BEGIN
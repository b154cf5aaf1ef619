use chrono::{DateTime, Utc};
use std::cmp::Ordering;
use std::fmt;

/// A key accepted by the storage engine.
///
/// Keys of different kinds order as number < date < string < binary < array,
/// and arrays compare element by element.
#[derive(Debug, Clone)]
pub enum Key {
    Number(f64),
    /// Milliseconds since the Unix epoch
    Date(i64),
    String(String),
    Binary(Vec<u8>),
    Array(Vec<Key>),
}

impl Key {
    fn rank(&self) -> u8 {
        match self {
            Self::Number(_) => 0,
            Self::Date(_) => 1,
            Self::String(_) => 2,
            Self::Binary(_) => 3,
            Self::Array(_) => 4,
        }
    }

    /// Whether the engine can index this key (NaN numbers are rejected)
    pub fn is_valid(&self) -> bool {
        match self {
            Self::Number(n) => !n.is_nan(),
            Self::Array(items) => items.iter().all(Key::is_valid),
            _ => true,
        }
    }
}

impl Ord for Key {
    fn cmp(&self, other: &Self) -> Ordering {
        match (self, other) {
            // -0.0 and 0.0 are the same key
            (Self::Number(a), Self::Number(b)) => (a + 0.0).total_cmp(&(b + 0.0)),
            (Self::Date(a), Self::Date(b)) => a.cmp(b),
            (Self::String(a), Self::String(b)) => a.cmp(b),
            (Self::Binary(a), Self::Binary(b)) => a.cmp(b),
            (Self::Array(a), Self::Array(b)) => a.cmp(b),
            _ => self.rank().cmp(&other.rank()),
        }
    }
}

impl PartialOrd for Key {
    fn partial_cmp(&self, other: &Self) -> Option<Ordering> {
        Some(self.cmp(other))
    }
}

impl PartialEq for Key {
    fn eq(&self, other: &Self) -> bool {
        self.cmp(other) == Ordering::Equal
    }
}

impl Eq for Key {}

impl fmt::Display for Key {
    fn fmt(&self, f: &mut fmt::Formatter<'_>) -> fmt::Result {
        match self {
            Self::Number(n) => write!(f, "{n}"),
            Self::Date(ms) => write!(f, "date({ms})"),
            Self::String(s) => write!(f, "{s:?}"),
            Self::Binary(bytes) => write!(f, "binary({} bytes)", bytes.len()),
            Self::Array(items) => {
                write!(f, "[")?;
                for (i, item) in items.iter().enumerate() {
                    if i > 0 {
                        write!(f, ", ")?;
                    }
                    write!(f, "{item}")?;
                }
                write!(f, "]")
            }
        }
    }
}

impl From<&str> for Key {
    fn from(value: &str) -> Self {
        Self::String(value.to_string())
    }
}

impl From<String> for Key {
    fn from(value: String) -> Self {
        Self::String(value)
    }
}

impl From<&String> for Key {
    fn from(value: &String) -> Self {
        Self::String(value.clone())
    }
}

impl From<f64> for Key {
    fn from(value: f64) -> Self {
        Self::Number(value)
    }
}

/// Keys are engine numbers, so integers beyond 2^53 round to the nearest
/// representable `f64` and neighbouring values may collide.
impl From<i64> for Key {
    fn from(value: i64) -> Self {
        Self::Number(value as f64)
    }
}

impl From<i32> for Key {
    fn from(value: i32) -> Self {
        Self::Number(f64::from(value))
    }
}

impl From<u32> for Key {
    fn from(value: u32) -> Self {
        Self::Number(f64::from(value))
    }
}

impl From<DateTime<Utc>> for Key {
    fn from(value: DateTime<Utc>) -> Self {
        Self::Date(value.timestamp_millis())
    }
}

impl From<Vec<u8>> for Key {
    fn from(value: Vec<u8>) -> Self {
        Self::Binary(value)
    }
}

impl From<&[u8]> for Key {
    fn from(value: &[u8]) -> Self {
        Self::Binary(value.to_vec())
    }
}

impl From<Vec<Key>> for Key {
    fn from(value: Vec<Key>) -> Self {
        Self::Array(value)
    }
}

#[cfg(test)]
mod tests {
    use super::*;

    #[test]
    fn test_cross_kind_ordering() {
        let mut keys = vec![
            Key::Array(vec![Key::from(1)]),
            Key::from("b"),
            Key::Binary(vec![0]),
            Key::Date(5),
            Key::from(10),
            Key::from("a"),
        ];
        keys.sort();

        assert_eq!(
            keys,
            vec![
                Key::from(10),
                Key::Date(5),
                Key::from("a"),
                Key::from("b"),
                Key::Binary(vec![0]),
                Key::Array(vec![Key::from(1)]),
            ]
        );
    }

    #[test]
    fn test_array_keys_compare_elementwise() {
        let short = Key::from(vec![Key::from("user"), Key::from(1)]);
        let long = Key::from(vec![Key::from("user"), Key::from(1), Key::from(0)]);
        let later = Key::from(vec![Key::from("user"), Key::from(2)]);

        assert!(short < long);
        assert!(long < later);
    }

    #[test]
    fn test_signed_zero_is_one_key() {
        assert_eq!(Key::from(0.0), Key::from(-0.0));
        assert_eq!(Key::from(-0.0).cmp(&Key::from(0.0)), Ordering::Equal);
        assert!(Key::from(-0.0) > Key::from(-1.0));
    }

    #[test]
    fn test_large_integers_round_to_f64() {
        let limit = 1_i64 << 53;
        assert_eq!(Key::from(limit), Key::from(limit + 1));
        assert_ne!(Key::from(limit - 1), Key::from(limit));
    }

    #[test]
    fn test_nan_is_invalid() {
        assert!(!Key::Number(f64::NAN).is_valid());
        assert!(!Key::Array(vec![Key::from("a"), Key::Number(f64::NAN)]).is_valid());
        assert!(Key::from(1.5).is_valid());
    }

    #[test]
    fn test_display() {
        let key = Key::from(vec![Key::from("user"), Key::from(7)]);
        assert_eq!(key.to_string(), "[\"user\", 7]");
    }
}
END
BEGIN
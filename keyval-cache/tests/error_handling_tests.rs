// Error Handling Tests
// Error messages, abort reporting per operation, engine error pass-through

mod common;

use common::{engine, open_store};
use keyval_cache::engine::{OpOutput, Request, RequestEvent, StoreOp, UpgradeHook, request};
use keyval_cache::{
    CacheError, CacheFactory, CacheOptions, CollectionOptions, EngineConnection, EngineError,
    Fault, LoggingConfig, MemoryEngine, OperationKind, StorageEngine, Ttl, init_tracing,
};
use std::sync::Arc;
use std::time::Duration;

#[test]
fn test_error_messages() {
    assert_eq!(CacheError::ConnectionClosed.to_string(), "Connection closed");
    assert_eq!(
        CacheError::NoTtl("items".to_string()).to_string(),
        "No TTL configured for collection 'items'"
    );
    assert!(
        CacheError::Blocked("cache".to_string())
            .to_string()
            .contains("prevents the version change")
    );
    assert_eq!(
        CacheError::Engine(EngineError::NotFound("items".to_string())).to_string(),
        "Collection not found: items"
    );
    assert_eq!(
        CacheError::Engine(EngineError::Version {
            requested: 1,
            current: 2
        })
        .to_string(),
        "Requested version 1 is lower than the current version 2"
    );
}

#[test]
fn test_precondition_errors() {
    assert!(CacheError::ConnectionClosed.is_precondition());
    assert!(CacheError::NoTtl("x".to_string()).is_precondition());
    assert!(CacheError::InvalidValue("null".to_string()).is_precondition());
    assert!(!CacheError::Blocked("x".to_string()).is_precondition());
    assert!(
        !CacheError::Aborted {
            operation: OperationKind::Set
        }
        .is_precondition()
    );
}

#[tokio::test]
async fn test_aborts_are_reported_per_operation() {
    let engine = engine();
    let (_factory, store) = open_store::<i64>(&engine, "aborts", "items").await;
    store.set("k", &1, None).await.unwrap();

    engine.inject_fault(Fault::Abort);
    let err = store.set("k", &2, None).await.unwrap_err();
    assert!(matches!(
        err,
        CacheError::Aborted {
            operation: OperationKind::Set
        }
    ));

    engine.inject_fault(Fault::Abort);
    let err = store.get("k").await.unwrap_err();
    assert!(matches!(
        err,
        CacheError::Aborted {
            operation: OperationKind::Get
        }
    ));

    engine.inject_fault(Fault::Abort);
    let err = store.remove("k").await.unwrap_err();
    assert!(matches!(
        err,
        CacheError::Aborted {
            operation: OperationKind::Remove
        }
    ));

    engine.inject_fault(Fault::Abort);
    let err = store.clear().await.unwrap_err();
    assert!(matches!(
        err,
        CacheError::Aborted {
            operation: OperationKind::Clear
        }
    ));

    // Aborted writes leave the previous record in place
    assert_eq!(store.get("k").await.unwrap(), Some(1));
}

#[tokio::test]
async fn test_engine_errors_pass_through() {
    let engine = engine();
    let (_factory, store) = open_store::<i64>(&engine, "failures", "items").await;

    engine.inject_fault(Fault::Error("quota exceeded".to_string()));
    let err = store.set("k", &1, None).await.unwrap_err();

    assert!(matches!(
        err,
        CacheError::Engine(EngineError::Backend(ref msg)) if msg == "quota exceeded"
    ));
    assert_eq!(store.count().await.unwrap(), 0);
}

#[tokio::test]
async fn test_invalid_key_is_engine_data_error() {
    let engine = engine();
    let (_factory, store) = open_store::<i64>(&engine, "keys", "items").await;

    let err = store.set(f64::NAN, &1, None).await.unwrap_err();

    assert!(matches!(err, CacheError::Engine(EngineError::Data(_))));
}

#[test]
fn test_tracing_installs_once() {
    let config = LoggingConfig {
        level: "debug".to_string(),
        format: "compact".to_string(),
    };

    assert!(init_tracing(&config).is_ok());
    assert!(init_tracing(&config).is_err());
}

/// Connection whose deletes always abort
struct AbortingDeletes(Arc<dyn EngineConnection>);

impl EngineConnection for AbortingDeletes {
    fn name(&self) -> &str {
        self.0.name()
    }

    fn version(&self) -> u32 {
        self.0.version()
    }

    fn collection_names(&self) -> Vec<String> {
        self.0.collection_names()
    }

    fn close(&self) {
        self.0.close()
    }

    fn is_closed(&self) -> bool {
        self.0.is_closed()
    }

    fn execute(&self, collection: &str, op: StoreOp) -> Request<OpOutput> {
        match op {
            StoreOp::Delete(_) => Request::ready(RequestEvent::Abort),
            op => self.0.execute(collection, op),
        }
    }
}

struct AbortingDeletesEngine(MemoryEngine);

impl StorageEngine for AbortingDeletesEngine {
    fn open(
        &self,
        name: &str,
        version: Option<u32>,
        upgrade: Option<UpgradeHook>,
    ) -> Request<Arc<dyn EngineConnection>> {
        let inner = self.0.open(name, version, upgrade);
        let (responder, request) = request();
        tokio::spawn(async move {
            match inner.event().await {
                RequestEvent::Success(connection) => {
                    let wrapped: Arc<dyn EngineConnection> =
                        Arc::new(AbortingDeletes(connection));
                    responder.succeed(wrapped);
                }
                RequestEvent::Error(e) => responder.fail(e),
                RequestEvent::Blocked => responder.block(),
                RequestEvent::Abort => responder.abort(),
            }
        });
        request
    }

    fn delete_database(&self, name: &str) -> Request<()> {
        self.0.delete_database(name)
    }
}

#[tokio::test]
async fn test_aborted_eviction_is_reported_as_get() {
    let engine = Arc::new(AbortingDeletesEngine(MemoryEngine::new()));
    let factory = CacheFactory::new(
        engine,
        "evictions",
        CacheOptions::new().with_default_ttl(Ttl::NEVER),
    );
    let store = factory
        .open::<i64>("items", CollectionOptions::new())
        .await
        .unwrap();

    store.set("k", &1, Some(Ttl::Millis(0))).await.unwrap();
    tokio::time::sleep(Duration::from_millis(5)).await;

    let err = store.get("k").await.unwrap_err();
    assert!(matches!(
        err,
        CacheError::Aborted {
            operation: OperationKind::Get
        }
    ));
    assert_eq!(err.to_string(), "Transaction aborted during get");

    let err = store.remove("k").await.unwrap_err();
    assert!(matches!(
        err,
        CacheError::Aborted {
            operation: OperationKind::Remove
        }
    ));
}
END
Filter the entries down to the lines with the word "current" in them.

= Response to the task =
            current: 2
        "Requested version 1 is lower than the current version 2"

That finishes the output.